//! HTTP error response conversion
//!
//! This module provides HTTP-specific error response conversion for AppError.
//!
//! **Preferred handler pattern:** Return `Result<impl IntoResponse, HttpAppError>`. Use
//! `AppError` (or types that implement `Into<AppError>`) for errors and `.map_err(Into::into)`
//! so they become `HttpAppError` and render consistently (status, body, logging).

use axum::{
    http::StatusCode,
    response::{IntoResponse, Response},
    Json,
};
use autolot_core::validation::ValidationError;
use autolot_core::{AppError, DraftError, ErrorMetadata, LogLevel};
use autolot_storage::{GatewayError, StorageError};
use serde::Serialize;
use utoipa::ToSchema;

#[derive(Debug, Serialize, ToSchema)]
pub struct ErrorResponse {
    pub error: String,
    #[serde(skip_serializing_if = "Option::is_none")]
    pub details: Option<String>,
    #[serde(skip_serializing_if = "Option::is_none")]
    pub error_type: Option<String>,
    /// Machine-readable error code for programmatic handling
    pub code: String,
    /// Whether this error is recoverable (can be retried)
    pub recoverable: bool,
    /// Suggested action for the client
    #[serde(skip_serializing_if = "Option::is_none")]
    pub suggested_action: Option<String>,
}

/// Wrapper type for AppError to implement IntoResponse
/// This is necessary because of Rust's orphan rules - we can't implement
/// IntoResponse (external trait) for AppError (external type from autolot-core)
#[derive(Debug)]
pub struct HttpAppError(pub AppError);

impl From<AppError> for HttpAppError {
    fn from(err: AppError) -> Self {
        HttpAppError(err)
    }
}

impl From<anyhow::Error> for HttpAppError {
    fn from(err: anyhow::Error) -> Self {
        HttpAppError(AppError::InternalWithSource {
            message: err.to_string(),
            source: err,
        })
    }
}

fn log_error(error: &AppError) {
    let error_type = error.error_type();
    match error.log_level() {
        LogLevel::Debug => {
            tracing::debug!(error = %error, error_type = error_type, "Error occurred");
        }
        LogLevel::Warn => {
            tracing::warn!(error = %error, error_type = error_type, "Error occurred");
        }
        LogLevel::Error => {
            tracing::error!(error = %error, error_type = error_type, "Error occurred");
        }
    }
}

fn is_production_env() -> bool {
    std::env::var("ENVIRONMENT")
        .or_else(|_| std::env::var("APP_ENV"))
        .map(|env| env.to_lowercase() == "production" || env.to_lowercase() == "prod")
        .unwrap_or(false)
}

impl IntoResponse for HttpAppError {
    fn into_response(self) -> Response {
        let app_error = &self.0;
        let is_production = is_production_env();

        let status = StatusCode::from_u16(app_error.http_status_code())
            .unwrap_or(StatusCode::INTERNAL_SERVER_ERROR);

        log_error(app_error);

        // Always hide details in production for security; in non-production, only show details for non-sensitive errors.
        let body = if is_production || app_error.is_sensitive() {
            Json(ErrorResponse {
                error: app_error.client_message(),
                details: None,
                error_type: None,
                code: app_error.error_code().to_string(),
                recoverable: app_error.is_recoverable(),
                suggested_action: app_error.suggested_action().map(String::from),
            })
        } else {
            Json(ErrorResponse {
                error: app_error.client_message(),
                details: Some(app_error.detailed_message()),
                error_type: Some(app_error.error_type().to_string()),
                code: app_error.error_code().to_string(),
                recoverable: app_error.is_recoverable(),
                suggested_action: app_error.suggested_action().map(String::from),
            })
        };

        (status, body).into_response()
    }
}

// Convert domain errors to HttpAppError (avoids orphan rule: we impl for local HttpAppError)

impl From<StorageError> for HttpAppError {
    fn from(err: StorageError) -> Self {
        let app = match err {
            StorageError::NotFound(msg) => AppError::NotFound(msg),
            StorageError::UploadFailed(msg) => AppError::Storage(msg),
            StorageError::DeleteFailed(msg) => AppError::Storage(msg),
            StorageError::InvalidKey(msg) => AppError::InvalidInput(msg),
            StorageError::BackendError(msg) => AppError::Storage(msg),
            StorageError::IoError(err) => AppError::Internal(format!("IO error: {}", err)),
            StorageError::ConfigError(msg) => AppError::Internal(msg),
        };
        HttpAppError(app)
    }
}

impl From<ValidationError> for HttpAppError {
    fn from(err: ValidationError) -> Self {
        let app = match err {
            ValidationError::FileTooLarge { size, max } => {
                AppError::PayloadTooLarge(format!("{} bytes exceeds max {} bytes", size, max))
            }
            ValidationError::InvalidContentType { .. } | ValidationError::EmptyFile => {
                AppError::InvalidInput(err.to_string())
            }
        };
        HttpAppError(app)
    }
}

impl From<GatewayError> for HttpAppError {
    fn from(err: GatewayError) -> Self {
        match err {
            GatewayError::Validation(e) => e.into(),
            GatewayError::Storage(e) => e.into(),
        }
    }
}

impl From<DraftError> for HttpAppError {
    fn from(err: DraftError) -> Self {
        HttpAppError(AppError::from(err))
    }
}

#[cfg(test)]
mod tests {
    use super::*;

    #[test]
    fn test_storage_not_found_maps_to_404() {
        let err: HttpAppError = StorageError::NotFound("temp/a.webp".to_string()).into();
        assert_eq!(err.0.http_status_code(), 404);
    }

    #[test]
    fn test_invalid_key_maps_to_400() {
        let err: HttpAppError = StorageError::InvalidKey("Invalid image URL".to_string()).into();
        assert_eq!(err.0.http_status_code(), 400);
        assert_eq!(err.0.error_code(), "INVALID_INPUT");
    }

    #[test]
    fn test_file_too_large_maps_to_413() {
        let err: HttpAppError = ValidationError::FileTooLarge {
            size: 6_000_000,
            max: 5_242_880,
        }
        .into();
        assert_eq!(err.0.http_status_code(), 413);
        assert_eq!(err.0.error_code(), "PAYLOAD_TOO_LARGE");
    }

    #[test]
    fn test_missing_roles_maps_to_400_with_labels() {
        let err: HttpAppError = DraftError::MissingRoles {
            labels: vec!["Front".to_string(), "Trunk".to_string()],
        }
        .into();
        assert_eq!(err.0.http_status_code(), 400);
        assert_eq!(err.0.error_code(), "MISSING_PHOTO_ROLES");
        assert!(err.0.client_message().contains("Front, Trunk"));
    }
}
───
Line count for "conversion": give the number of lines in the data above that include it, and nothing else.

**WRITTEN REPLY**
2